(What the task requires): Please copy out the lines in the entries that contain "Result".

(Beginning of Data provided)

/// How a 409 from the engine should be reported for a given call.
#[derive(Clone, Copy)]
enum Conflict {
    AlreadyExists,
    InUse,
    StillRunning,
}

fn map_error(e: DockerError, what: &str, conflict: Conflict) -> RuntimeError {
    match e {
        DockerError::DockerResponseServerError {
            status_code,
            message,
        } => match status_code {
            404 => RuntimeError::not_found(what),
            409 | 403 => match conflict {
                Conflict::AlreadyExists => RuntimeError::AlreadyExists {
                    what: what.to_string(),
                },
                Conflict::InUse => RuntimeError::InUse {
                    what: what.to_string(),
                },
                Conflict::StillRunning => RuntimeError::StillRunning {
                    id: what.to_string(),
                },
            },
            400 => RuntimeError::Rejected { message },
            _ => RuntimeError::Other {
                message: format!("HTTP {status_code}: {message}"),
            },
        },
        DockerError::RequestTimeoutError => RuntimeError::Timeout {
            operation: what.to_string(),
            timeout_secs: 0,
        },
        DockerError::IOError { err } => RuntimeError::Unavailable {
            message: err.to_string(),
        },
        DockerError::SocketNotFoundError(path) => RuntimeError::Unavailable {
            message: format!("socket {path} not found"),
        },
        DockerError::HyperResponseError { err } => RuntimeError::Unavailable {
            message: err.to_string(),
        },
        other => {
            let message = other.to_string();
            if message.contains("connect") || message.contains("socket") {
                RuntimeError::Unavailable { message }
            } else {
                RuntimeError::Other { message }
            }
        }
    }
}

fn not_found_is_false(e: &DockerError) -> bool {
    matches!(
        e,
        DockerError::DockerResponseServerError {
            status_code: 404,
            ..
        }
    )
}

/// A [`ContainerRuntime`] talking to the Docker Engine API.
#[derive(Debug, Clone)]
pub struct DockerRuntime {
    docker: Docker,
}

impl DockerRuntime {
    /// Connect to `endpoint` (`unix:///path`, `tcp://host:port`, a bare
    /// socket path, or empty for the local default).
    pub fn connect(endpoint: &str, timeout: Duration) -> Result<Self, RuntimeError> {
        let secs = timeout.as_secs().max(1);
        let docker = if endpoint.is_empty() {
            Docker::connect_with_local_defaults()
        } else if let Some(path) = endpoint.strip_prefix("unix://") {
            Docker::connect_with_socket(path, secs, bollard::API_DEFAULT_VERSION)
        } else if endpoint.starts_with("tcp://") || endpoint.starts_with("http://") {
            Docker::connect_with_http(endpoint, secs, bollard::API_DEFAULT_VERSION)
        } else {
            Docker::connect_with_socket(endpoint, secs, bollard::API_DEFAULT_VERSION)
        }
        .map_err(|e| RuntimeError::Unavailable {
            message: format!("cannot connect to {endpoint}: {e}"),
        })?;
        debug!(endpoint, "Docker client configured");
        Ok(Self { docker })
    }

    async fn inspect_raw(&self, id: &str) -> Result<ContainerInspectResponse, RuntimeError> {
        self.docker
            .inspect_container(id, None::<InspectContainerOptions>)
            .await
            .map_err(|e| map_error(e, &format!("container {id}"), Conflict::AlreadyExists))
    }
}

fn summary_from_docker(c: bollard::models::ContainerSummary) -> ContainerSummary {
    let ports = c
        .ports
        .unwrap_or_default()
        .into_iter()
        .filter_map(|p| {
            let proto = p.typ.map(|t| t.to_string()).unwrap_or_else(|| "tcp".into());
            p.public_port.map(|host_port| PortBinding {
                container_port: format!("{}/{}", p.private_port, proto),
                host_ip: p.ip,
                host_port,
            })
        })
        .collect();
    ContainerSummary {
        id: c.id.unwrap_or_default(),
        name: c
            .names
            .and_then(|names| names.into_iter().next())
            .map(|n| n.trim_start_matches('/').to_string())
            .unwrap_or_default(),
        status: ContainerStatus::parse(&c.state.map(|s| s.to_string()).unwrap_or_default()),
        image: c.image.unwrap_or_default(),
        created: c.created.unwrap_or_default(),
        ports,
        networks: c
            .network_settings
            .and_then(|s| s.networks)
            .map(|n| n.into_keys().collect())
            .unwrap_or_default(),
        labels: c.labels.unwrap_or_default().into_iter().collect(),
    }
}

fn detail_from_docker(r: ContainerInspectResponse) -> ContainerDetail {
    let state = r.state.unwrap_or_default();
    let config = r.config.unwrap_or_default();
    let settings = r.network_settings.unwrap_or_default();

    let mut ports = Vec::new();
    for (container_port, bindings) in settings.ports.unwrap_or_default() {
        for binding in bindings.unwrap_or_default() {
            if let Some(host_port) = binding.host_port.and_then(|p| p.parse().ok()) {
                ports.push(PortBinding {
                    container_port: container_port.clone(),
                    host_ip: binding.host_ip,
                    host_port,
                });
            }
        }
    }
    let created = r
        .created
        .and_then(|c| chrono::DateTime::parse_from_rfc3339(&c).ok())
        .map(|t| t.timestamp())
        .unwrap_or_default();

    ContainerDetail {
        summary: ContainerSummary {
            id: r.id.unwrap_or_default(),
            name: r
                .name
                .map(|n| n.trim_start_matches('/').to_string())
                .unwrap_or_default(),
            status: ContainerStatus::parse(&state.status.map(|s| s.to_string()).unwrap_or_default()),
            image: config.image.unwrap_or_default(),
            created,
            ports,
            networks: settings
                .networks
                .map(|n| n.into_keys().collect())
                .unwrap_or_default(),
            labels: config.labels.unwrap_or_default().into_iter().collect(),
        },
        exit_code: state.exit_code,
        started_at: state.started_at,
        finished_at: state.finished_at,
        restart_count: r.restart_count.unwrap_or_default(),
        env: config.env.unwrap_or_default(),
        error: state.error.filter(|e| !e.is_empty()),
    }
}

(End of Data provided)

(Answer for the task):
    pub fn connect(endpoint: &str, timeout: Duration) -> Result<Self, RuntimeError> {
    async fn inspect_raw(&self, id: &str) -> Result<ContainerInspectResponse, RuntimeError> {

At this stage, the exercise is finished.